La publication des Archives remet les pendules à l’heure de l’Histoire, à commencer par cette citation de Jules Ferry qui avance que « les races supérieures ont un droit vis-à-vis des races inférieures (…) Il y a pour les races supérieures le devoir de civiliser les races inférieures. » Même replacé dans le contexte de 1885, il y a fort à parier qu’aucun établissement scolaires de Mayotte ne souhaitera apposer le patronyme de Jules ferry sur son fronton…
« Une des justifications de l’expansion coloniale a été la volonté d’apporter la civilisation aux peuples insoumis », ainsi débute la publication des Archives départementales, qui s’interroge : s’agit-il de « libérer les indigènes de leur supposée barbarie ? Les amener au niveau du colonisateur ? Mais jusqu’à quel point ? Certainement pas jusqu’à mettre en danger la domination coloniale. »
Nous avons donc dès le départ un point de vue lucide des enjeux politiques et coloniaux de l’école comme mission civilisatrice. Il nous éclaire aussi sur les incidences qu’elle pouvait avoir sur la société. Des interrogations toujours d’actualité.
Un nouveau modèle sans précaution d’usage
On s’interrogeait par exemple dès la fin du XIXème siècle sur la déstabilisation sociale qui pouvait découler de ce nouvel enseignement européen.
Son impact en terme de conséquences morales sur l’indigène, avait déjà été souligné par Gustave Le Bon en 1889 : « Il a perdu la morale de ses pères, sans avoir adopté les principes de conduite et les qualités de caractère d’un Européen. Il était jadis dépourvus de besoins. Sa nouvelle éducation lui en crée une foule qu’il ne connaissait pas, sans lui donner les moyens de les satisfaire. Il méprise ses frères, mais se sent méprisé par ses maîtres. Il n’a plus de place dans la société, se trouve misérable, et devient forcément implacable envers ceux qui lui ont donné cette funeste éducation. »
Une nécessaire adaptation donc, que théorise Georges Hardy en 1917, en proposant plusieurs principes, dont l’adaptation aux besoins du pays et le maintient d’un accord entre l’école et le milieu familial et religieux.
80 élèves en 1921
L’adaptation de l’enseignement induira deux niveaux scolaires, un « enseignement indigène orienté vers les contenus professionnels et utilitaires », et un enseignement réservé aux « Européens et assimilés », qui délivre les même diplômes qu’en Métropole. Le document des Archives fait à ce propos un parallèle avec une situation identique en Métropole jusque dans les années 1950, où l’enseignement secondaire reste encore un privilège de la bourgeoisie.

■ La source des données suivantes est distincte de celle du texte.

//! Domain error types

mod domain_error;

pub use domain_error::DomainError;
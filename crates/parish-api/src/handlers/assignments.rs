//! Assignment handlers

use axum::{extract::State, Json};
use parish_core::AssignmentId;
use parish_service::{
    AssignmentResponse, AssignmentResult, AssignmentService, CreateAssignmentRequest,
    ListAssignmentsQuery,
};

use crate::extractors::{AuthUser, IdPath, QueryParams, ValidatedJson};
use crate::response::{ApiResult, Created, NoContent};
use crate::state::AppState;

/// List assignments. Peer ministers only ever see their own.
///
/// GET /assignments?userId=&eventId=&startDate=&endDate=
pub async fn list_assignments(
    State(state): State<AppState>,
    auth: AuthUser,
    QueryParams(query): QueryParams<ListAssignmentsQuery>,
) -> ApiResult<Json<Vec<AssignmentResponse>>> {
    let service = AssignmentService::new(state.service_context());
    let response = service.list_assignments(auth.user_id, query).await?;
    Ok(Json(response))
}

/// Assign a person to a slot
///
/// POST /assignments
pub async fn create_assignment(
    State(state): State<AppState>,
    auth: AuthUser,
    ValidatedJson(request): ValidatedJson<CreateAssignmentRequest>,
) -> ApiResult<Created<Json<AssignmentResult>>> {
    let service = AssignmentService::new(state.service_context());
    let response = service.assign(auth.user_id, request).await?;
    Ok(Created(Json(response)))
}

/// Remove an assignment
///
/// DELETE /assignments/{assignment_id}
pub async fn delete_assignment(
    State(state): State<AppState>,
    auth: AuthUser,
    IdPath(assignment_id): IdPath<AssignmentId>,
) -> ApiResult<NoContent> {
    let service = AssignmentService::new(state.service_context());
    service.unassign(auth.user_id, assignment_id).await?;
    Ok(NoContent)
}
//! Assignment model -> entity mappers

use parish_core::{
    Assignment, AssignmentDetails, AssignmentId, DomainError, RemindersSent, SlotId, UserId,
};

use crate::models::{AssignmentDetailsModel, AssignmentModel, EventModel, SlotModel, UserModel};

impl From<AssignmentModel> for Assignment {
    fn from(model: AssignmentModel) -> Self {
        Assignment {
            id: AssignmentId::from_uuid(model.id),
            slot_id: SlotId::from_uuid(model.slot_id),
            user_id: UserId::from_uuid(model.user_id),
            notes: model.notes,
            created_by: UserId::from_uuid(model.created_by),
            reminders_sent: RemindersSent::from_raw(model.reminders_sent),
            created_at: model.created_at,
        }
    }
}

impl TryFrom<AssignmentDetailsModel> for AssignmentDetails {
    type Error = DomainError;

    fn try_from(m: AssignmentDetailsModel) -> Result<Self, Self::Error> {
        let assignment = Assignment::from(AssignmentModel {
            id: m.a_id,
            slot_id: m.s_id,
            user_id: m.u_id,
            notes: m.a_notes,
            created_by: m.a_created_by,
            reminders_sent: m.a_reminders_sent,
            created_at: m.a_created_at,
        });
        let slot = SlotModel {
            id: m.s_id,
            event_id: m.e_id,
            name: m.s_name,
            capacity: m.s_capacity,
            notes: m.s_notes,
            created_at: m.s_created_at,
        }
        .try_into()?;
        let event = EventModel {
            id: m.e_id,
            title: m.e_title,
            description: m.e_description,
            event_type: m.e_event_type,
            event_date: m.e_event_date,
            start_time: m.e_start_time,
            end_time: m.e_end_time,
            location: m.e_location,
            recurrence_type: m.e_recurrence_type,
            recurrence_end_date: m.e_recurrence_end_date,
            parent_event_id: m.e_parent_event_id,
            created_by: m.e_created_by,
            created_at: m.e_created_at,
            updated_at: m.e_updated_at,
        }
        .try_into()?;
        let user = UserModel {
            id: m.u_id,
            name: m.u_name,
            phone: m.u_phone,
            email: m.u_email,
            role: m.u_role,
            is_active: m.u_is_active,
            notifications_enabled: m.u_notifications_enabled,
            created_at: m.u_created_at,
            updated_at: m.u_updated_at,
        }
        .try_into()?;

        Ok(AssignmentDetails {
            assignment,
            slot,
            event,
            user,
        })
    }
}
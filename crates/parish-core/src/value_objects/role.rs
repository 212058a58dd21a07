//! User roles and the capability matrix derived from them

use std::fmt;
use std::str::FromStr;

use bitflags::bitflags;
use serde::{Deserialize, Serialize};

use crate::error::DomainError;

bitflags! {
    /// Actions a role is allowed to perform
    #[derive(Debug, Clone, Copy, PartialEq, Eq, Hash)]
    pub struct Capabilities: u32 {
        /// Create, edit and delete events, slots and assignments
        const MANAGE_SCHEDULE   = 1 << 0;
        /// Create and deactivate volunteer accounts
        const MANAGE_PEOPLE     = 1 << 1;
        /// Create admins and change anyone's role
        const MANAGE_ADMINS     = 1 << 2;
        /// Trigger ad-hoc SMS reminders
        const SEND_REMINDERS    = 1 << 3;
        /// See one's own assignments
        const VIEW_OWN_SCHEDULE = 1 << 4;

        const ADMIN = Self::MANAGE_SCHEDULE.bits()
            | Self::MANAGE_PEOPLE.bits()
            | Self::SEND_REMINDERS.bits()
            | Self::VIEW_OWN_SCHEDULE.bits();

        const ALL = Self::ADMIN.bits() | Self::MANAGE_ADMINS.bits();
    }
}

impl Capabilities {
    /// Names of the individual capabilities that are set
    pub fn list(&self) -> Vec<&'static str> {
        self.iter_names().map(|(name, _)| name).collect()
    }
}

/// Closed set of user roles
#[derive(Debug, Clone, Copy, PartialEq, Eq, Hash, Serialize, Deserialize, Default)]
#[serde(rename_all = "snake_case")]
pub enum Role {
    SuperAdmin,
    Admin,
    #[default]
    PeerMinister,
}

impl Role {
    /// Capabilities granted to this role
    #[inline]
    pub fn capabilities(self) -> Capabilities {
        match self {
            Self::SuperAdmin => Capabilities::ALL,
            Self::Admin => Capabilities::ADMIN,
            Self::PeerMinister => Capabilities::VIEW_OWN_SCHEDULE,
        }
    }

    /// Check whether this role holds every capability in `required`
    #[inline]
    pub fn can(self, required: Capabilities) -> bool {
        self.capabilities().contains(required)
    }

    /// Admin-type roles sign in with email and may carry one
    #[inline]
    pub fn is_admin(self) -> bool {
        matches!(self, Self::SuperAdmin | Self::Admin)
    }

    #[inline]
    pub fn is_super_admin(self) -> bool {
        matches!(self, Self::SuperAdmin)
    }

    /// Database / wire representation
    pub fn as_str(self) -> &'static str {
        match self {
            Self::SuperAdmin => "super_admin",
            Self::Admin => "admin",
            Self::PeerMinister => "peer_minister",
        }
    }
}

impl fmt::Display for Role {
    fn fmt(&self, f: &mut fmt::Formatter<'_>) -> fmt::Result {
        f.write_str(self.as_str())
    }
}

impl FromStr for Role {
    type Err = DomainError;

    fn from_str(s: &str) -> Result<Self, Self::Err> {
        match s {
            "super_admin" => Ok(Self::SuperAdmin),
            "admin" => Ok(Self::Admin),
            "peer_minister" => Ok(Self::PeerMinister),
            other => Err(DomainError::ValidationError(format!("Unknown role: {other}"))),
        }
    }
}
//! Double-booking detection
//!
//! Holding two assignments at the same date and start time is reported but
//! never blocked. Several slots of the same event are expected to overlap.

use crate::entities::Event;

/// Warning attached to an assignment result when the volunteer overlaps
pub const DOUBLE_BOOKING_WARNING: &str = "User may be double-booked at this time";

/// Whether holding `existing` overlaps with a new assignment at `target`
#[inline]
pub fn is_double_booked(existing: &Event, target: &Event) -> bool {
    existing.id != target.id && existing.starts_with(target)
}

/// Warnings for assigning a volunteer, who already works `held`, to `target`
pub fn booking_warnings<'a, I>(held: I, target: &Event) -> Vec<String>
where
    I: IntoIterator<Item = &'a Event>,
{
    if held.into_iter().any(|event| is_double_booked(event, target)) {
        vec![DOUBLE_BOOKING_WARNING.to_string()]
    } else {
        Vec::new()
    }
}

On y découvrira les balbutiements de l’école : les premières sont décriées, parce que fondées en 1845 par les congrégations religieuses, alors que les autres, laïques, manquent de stabilité, et ne s’implanteront véritablement qu’en 1905, et encore timidement. Dans l’Entre deux Guerres, il n’y a toujours que 3 écoles, soit 80 élèves au total à Mayotte en 1921. Ce qui amène l’auteur à un constat de « fiasco » de la période coloniale dans le domaine scolaire.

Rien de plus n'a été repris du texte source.